What is needed: Every line of the entries below that includes "radctl" belongs in the answer, copied as written.

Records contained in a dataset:

- - - - - - -

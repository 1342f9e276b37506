//! NAS clients: clients.conf is authoritative, the `nas` table is a mirror

use crate::services::freeradius::ConfigLayout;
use crate::services::freeradius::clients::{self, NasClient};
use crate::services::postgres::{Psql, quote_literal};
use crate::utils::string::random_secret;
use anyhow::{Context, Result};

/// Length of generated shared secrets
pub const SECRET_LEN: usize = 32;

/// Build a client, generating a secret when none was given.
/// The flag reports whether the secret was generated.
pub fn prepare(
    name: &str,
    ipaddr: &str,
    secret: Option<&str>,
    nastype: Option<&str>,
) -> Result<(NasClient, bool)> {
    let (secret, generated) = match secret.filter(|s| !s.is_empty()) {
        Some(s) => (s.to_string(), false),
        None => (random_secret(SECRET_LEN), true),
    };
    let mut client = NasClient::new(name, ipaddr, &secret);
    if let Some(nastype) = nastype {
        client.nastype = nastype.to_string();
    }
    client.validate()?;
    Ok((client, generated))
}

#[derive(Debug, Clone, Copy, Default, PartialEq, Eq)]
pub struct NasChange {
    pub file_changed: bool,
    pub mirrored: bool,
}

/// Write the client to clients.conf and mirror it into the `nas` table.
/// A failing mirror is logged and reported, never fatal.
pub fn add(layout: &ConfigLayout, psql: Option<&Psql>, client: &NasClient) -> Result<NasChange> {
    let path = layout.clients_conf();
    let file_changed = clients::upsert(&path, client)
        .with_context(|| format!("Failed to update {}", path.display()))?;
    tracing::info!(client = %client.name, ipaddr = %client.ipaddr, file_changed, "client saved");

    let mirrored = match psql {
        Some(psql) => match mirror(psql, client) {
            Ok(()) => true,
            Err(e) => {
                tracing::warn!(client = %client.name, error = %e, "nas table not updated");
                false
            }
        },
        None => false,
    };

    Ok(NasChange {
        file_changed,
        mirrored,
    })
}

fn mirror(psql: &Psql, client: &NasClient) -> Result<()> {
    let short = quote_literal(&client.name)?;
    let description = client
        .description
        .clone()
        .unwrap_or_else(|| format!("{} (radctl)", client.name));
    psql.transaction(&[
        format!("DELETE FROM nas WHERE shortname = {}", short),
        format!(
            "INSERT INTO nas (nasname, shortname, type, secret, description) VALUES ({}, {}, {}, {}, {})",
            quote_literal(&client.ipaddr)?,
            short,
            quote_literal(&client.nastype)?,
            quote_literal(&client.secret)?,
            quote_literal(&description)?
        ),
    ])
}

/// Remove the client from clients.conf and the `nas` table.
/// Returns false when clients.conf had no such client.
pub fn delete(layout: &ConfigLayout, psql: Option<&Psql>, name: &str) -> Result<bool> {
    clients::validate_client_name(name)?;
    let removed = clients::remove(&layout.clients_conf(), name)?;

    if let Some(psql) = psql {
        let sql = format!("DELETE FROM nas WHERE shortname = {}", quote_literal(name)?);
        if let Err(e) = psql.execute(&sql) {
            tracing::warn!(client = name, error = %e, "nas table not updated");
        }
    }
    tracing::info!(client = name, removed, "client deleted");
    Ok(removed)
}

pub fn list(layout: &ConfigLayout) -> Result<Vec<NasClient>> {
    clients::list(&layout.clients_conf())
}
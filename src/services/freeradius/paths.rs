use crate::utils::exec::CommandExecutor;
use anyhow::Result;
use std::path::{Path, PathBuf};

/// Locations FreeRADIUS packages install their configuration to
pub const CANDIDATE_DIRS: &[&str] = &["/etc/freeradius/3.0", "/etc/freeradius", "/etc/raddb"];

/// Resolved FreeRADIUS configuration tree
#[derive(Debug, Clone, PartialEq, Eq)]
pub struct ConfigLayout {
    pub root: PathBuf,
}

impl ConfigLayout {
    pub fn new(root: impl Into<PathBuf>) -> Self {
        Self { root: root.into() }
    }

    pub fn radiusd_conf(&self) -> PathBuf {
        self.root.join("radiusd.conf")
    }

    pub fn clients_conf(&self) -> PathBuf {
        self.root.join("clients.conf")
    }

    pub fn sql_available(&self) -> PathBuf {
        self.root.join("mods-available").join("sql")
    }

    pub fn sql_enabled(&self) -> PathBuf {
        self.root.join("mods-enabled").join("sql")
    }

    pub fn site_default(&self) -> PathBuf {
        self.root.join("sites-available").join("default")
    }

    pub fn site_inner_tunnel(&self) -> PathBuf {
        self.root.join("sites-available").join("inner-tunnel")
    }

    pub fn policy_dir(&self) -> PathBuf {
        self.root.join("policy.d")
    }

    pub fn openvpn_policy(&self) -> PathBuf {
        self.policy_dir().join("openvpn")
    }

    pub fn postgresql_schema(&self) -> PathBuf {
        self.root
            .join("mods-config")
            .join("sql")
            .join("main")
            .join("postgresql")
            .join("schema.sql")
    }
}

fn is_config_dir(dir: &Path) -> bool {
    dir.join("radiusd.conf").is_file()
}

/// Find the configuration directory: explicit setting first, then the
/// well-known package locations
pub fn discover(explicit: Option<&Path>) -> Result<ConfigLayout> {
    discover_in(explicit, CANDIDATE_DIRS.iter().map(Path::new))
}

fn discover_in<'a>(
    explicit: Option<&Path>,
    candidates: impl Iterator<Item = &'a Path>,
) -> Result<ConfigLayout> {
    if let Some(dir) = explicit {
        if !is_config_dir(dir) {
            anyhow::bail!(
                "FreeRADIUS configuration directory {} has no radiusd.conf",
                dir.display()
            );
        }
        return Ok(ConfigLayout::new(dir));
    }

    let mut tried = Vec::new();
    for dir in candidates {
        if is_config_dir(dir) {
            tracing::debug!(dir = %dir.display(), "found FreeRADIUS configuration");
            return Ok(ConfigLayout::new(dir));
        }
        tried.push(dir.display().to_string());
    }

    anyhow::bail!(
        "FreeRADIUS configuration directory not found (tried: {}).\n\nInstall FreeRADIUS with `radctl install` or set RADIUS_CONFIG_DIR.",
        tried.join(", ")
    )
}

/// Name of the FreeRADIUS daemon binary (`freeradius` on Debian, `radiusd` elsewhere)
pub fn daemon_binary(exec: &dyn CommandExecutor) -> Option<&'static str> {
    ["freeradius", "radiusd"]
        .into_iter()
        .find(|bin| exec.check_command_exists(bin))
}

#[cfg(test)]
mod tests {
    use super::*;
    use crate::utils::exec::testing::MockExecutor;
    use std::fs;

    #[test]
    fn test_discover_first_candidate_with_radiusd_conf() {
        let dir = tempfile::tempdir().unwrap();
        let empty = dir.path().join("freeradius");
        let real = dir.path().join("raddb");
        fs::create_dir_all(&empty).unwrap();
        fs::create_dir_all(&real).unwrap();
        fs::write(real.join("radiusd.conf"), "").unwrap();

        let layout = discover_in(None, [empty.as_path(), real.as_path()].into_iter()).unwrap();
        assert_eq!(layout.root, real);
        assert_eq!(layout.clients_conf(), real.join("clients.conf"));
    }

    #[test]
    fn test_discover_reports_tried_dirs() {
        let dir = tempfile::tempdir().unwrap();
        let missing = dir.path().join("nope");
        let err = discover_in(None, [missing.as_path()].into_iter())
            .unwrap_err()
            .to_string();
        assert!(err.contains("not found"));
        assert!(err.contains("nope"));
    }

    #[test]
    fn test_explicit_dir_must_be_valid() {
        let dir = tempfile::tempdir().unwrap();
        assert!(discover(Some(dir.path())).is_err());
        fs::write(dir.path().join("radiusd.conf"), "").unwrap();
        assert_eq!(discover(Some(dir.path())).unwrap().root, dir.path());
    }

    #[test]
    fn test_daemon_binary() {
        let exec = MockExecutor::new().with_commands(&["radiusd"]);
        assert_eq!(daemon_binary(&exec), Some("radiusd"));
        assert_eq!(daemon_binary(&MockExecutor::new()), None);
    }

    #[test]
    fn test_schema_path() {
        let layout = ConfigLayout::new("/etc/freeradius/3.0");
        assert_eq!(
            layout.postgresql_schema(),
            PathBuf::from("/etc/freeradius/3.0/mods-config/sql/main/postgresql/schema.sql")
        );
    }
}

- - - - - - -

Response to the exercise:
        .unwrap_or_else(|| format!("{} (radctl)", client.name));
        "FreeRADIUS configuration directory not found (tried: {}).\n\nInstall FreeRADIUS with `radctl install` or set RADIUS_CONFIG_DIR.",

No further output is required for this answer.